**What this task involves:** An acceptable response holds only the line containing "return single" and every line after it to the end of the records, each reproduced exactly.
(Beginning of The data)
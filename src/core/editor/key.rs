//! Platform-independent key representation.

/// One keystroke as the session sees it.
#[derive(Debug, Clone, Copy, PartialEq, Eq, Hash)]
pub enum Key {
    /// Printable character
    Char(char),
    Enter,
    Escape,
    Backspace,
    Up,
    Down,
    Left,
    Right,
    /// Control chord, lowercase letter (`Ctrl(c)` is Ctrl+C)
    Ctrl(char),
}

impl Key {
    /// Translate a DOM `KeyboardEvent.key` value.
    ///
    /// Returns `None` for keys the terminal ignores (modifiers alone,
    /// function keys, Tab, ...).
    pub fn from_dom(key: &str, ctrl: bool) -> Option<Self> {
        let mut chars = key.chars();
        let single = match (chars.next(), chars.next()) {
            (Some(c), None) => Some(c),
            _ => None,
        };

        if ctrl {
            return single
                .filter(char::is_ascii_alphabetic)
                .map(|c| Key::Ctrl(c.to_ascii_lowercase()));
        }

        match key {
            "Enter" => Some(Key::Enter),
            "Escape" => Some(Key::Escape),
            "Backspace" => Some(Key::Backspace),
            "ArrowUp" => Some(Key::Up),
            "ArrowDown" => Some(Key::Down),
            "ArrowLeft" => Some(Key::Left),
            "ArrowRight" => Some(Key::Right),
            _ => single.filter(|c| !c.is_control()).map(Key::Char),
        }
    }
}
(End of The data)
**Solution for this problem:**
            return single
                .filter(char::is_ascii_alphabetic)
                .map(|c| Key::Ctrl(c.to_ascii_lowercase()));
        }

        match key {
            "Enter" => Some(Key::Enter),
            "Escape" => Some(Key::Escape),
            "Backspace" => Some(Key::Backspace),
            "ArrowUp" => Some(Key::Up),
            "ArrowDown" => Some(Key::Down),
            "ArrowLeft" => Some(Key::Left),
            "ArrowRight" => Some(Key::Right),
            _ => single.filter(|c| !c.is_control()).map(Key::Char),
        }
    }
}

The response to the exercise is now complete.